CALIFORNIA: Big Sur, Pinnacles National Park, Dough Flat region of Los Padres National Forest
NORTHERN ARIZONA: South Rim of the Grand Canyon, Navajo Bridge, Vermilion Cliffs National Monument
UTAH: Zion National Park
MEXICO: Sierra de San Pedro Mártir National Park, Baja California
Oregon Zoo, Portland
Condor Cliffs at the World Center for Birds of Prey, Boise, Idaho
Chapultepec Zoo, Mexico City
Victor Emanuel Nature Tours: Grand California, August 10-25, 2013
Wings: Arizona and Utah: Fall Migration in the Canyonlands, September 3-15, 2013
Bird Treks: Complete California, September 6-19, 2013
Field Guides: Northern Arizona’s Canyons and Condor, May 31-June 5, 2014, May 30-June 4, 2015
Eagle-Eye Tours: California, September 7-17, 2014
The Peregrine Fund will release condors into the wild in northern Arizona on September 28, 2013. Open to the public.
About our poll
We wanted to know, and you told us.
Earlier this year, we published a list of 240 bird species that occur in the United States and Canada and asked readers of BirdWatching magazine to choose the 10 that they wanted to see most.

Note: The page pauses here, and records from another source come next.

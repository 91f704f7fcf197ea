use std::path::Path;

use {
    clap::Subcommand,
    regina_store::{JokeStore, SqliteStore},
};

#[derive(Subcommand)]
pub enum DbAction {
    /// Create the database file (and parent directories) with the schema.
    Init,
}

pub async fn handle_db(action: DbAction, db_path: &Path) -> anyhow::Result<()> {
    match action {
        DbAction::Init => init(db_path).await,
    }
}

async fn init(db_path: &Path) -> anyhow::Result<()> {
    let existed = db_path.exists();
    let store = SqliteStore::create(db_path).await?;
    let jokes = store.list_jokes().await?.len();
    if existed {
        println!("Schema checked: {} ({jokes} jokes)", db_path.display());
    } else {
        println!("Created: {}", db_path.display());
        println!("Add jokes with `regina jokes add \"...\"`.");
    }
    Ok(())
}

#[allow(clippy::unwrap_used, clippy::expect_used)]
#[cfg(test)]
mod tests {
    use super::*;

    #[tokio::test]
    async fn init_creates_nested_file() {
        let temp = tempfile::TempDir::new().unwrap();
        let path = temp.path().join("data").join("regina.db");

        handle_db(DbAction::Init, &path).await.unwrap();
        assert!(path.exists());

        let store = SqliteStore::open(&path).await.unwrap();
        assert!(store.list_jokes().await.unwrap().is_empty());
    }

    #[tokio::test]
    async fn init_keeps_existing_jokes() {
        let temp = tempfile::TempDir::new().unwrap();
        let path = temp.path().join("regina.db");
        SqliteStore::create(&path)
            .await
            .unwrap()
            .add_joke("kept")
            .await
            .unwrap();

        handle_db(DbAction::Init, &path).await.unwrap();

        let store = SqliteStore::open(&path).await.unwrap();
        assert_eq!(store.list_jokes().await.unwrap().len(), 1);
    }
}
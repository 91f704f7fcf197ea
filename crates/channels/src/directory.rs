use crate::{ChannelRef, UserRef};

/// Snapshot of the channels and users a transport knows about.
///
/// Channel order is preserved as listed by the service; "first channel"
/// means the first entry here.
#[derive(Debug, Clone, Default)]
pub struct Directory {
    channels: Vec<ChannelRef>,
    users: Vec<UserRef>,
}

impl Directory {
    pub fn new(channels: Vec<ChannelRef>, users: Vec<UserRef>) -> Self {
        Self { channels, users }
    }

    pub fn channels(&self) -> &[ChannelRef] {
        &self.channels
    }

    pub fn users(&self) -> &[UserRef] {
        &self.users
    }

    pub fn first_channel(&self) -> Option<&ChannelRef> {
        self.channels.first()
    }

    pub fn channel(&self, id: &str) -> Option<&ChannelRef> {
        self.channels.iter().find(|c| c.id == id)
    }

    pub fn user(&self, id: &str) -> Option<&UserRef> {
        self.users.iter().find(|u| u.id == id)
    }

    pub fn user_by_name(&self, name: &str) -> Option<&UserRef> {
        self.users.iter().find(|u| u.name == name)
    }
}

We derived our list from the authoritative ABA Checklist. We included all rare, casual, and accidental species (ABA Checklist Codes 3, 4, and 5); regularly occurring North American species that are not widespread (Codes 1 and 2); and one species that was once dangerously close to extinction but today is surviving in captivity and struggling to become naturally re-established (Code 6). We omitted most species not native to North America.
Nearly 900 of our readers participated. Their 10 most-wanted birds include three owls, a handful of endangered species, a clown-faced puffin, a blue-footed seabird that is rarely spotted in the United States, and America’s one and only condor.
We presented the 10 most-wanted birds in the August 2013 issue of BirdWatching. Our article included not only the descriptions, population info, and eBird maps above but also 10 things you didn’t know about each species.
Revised: Numbers of wild and captive condors updated, September 6, 2013.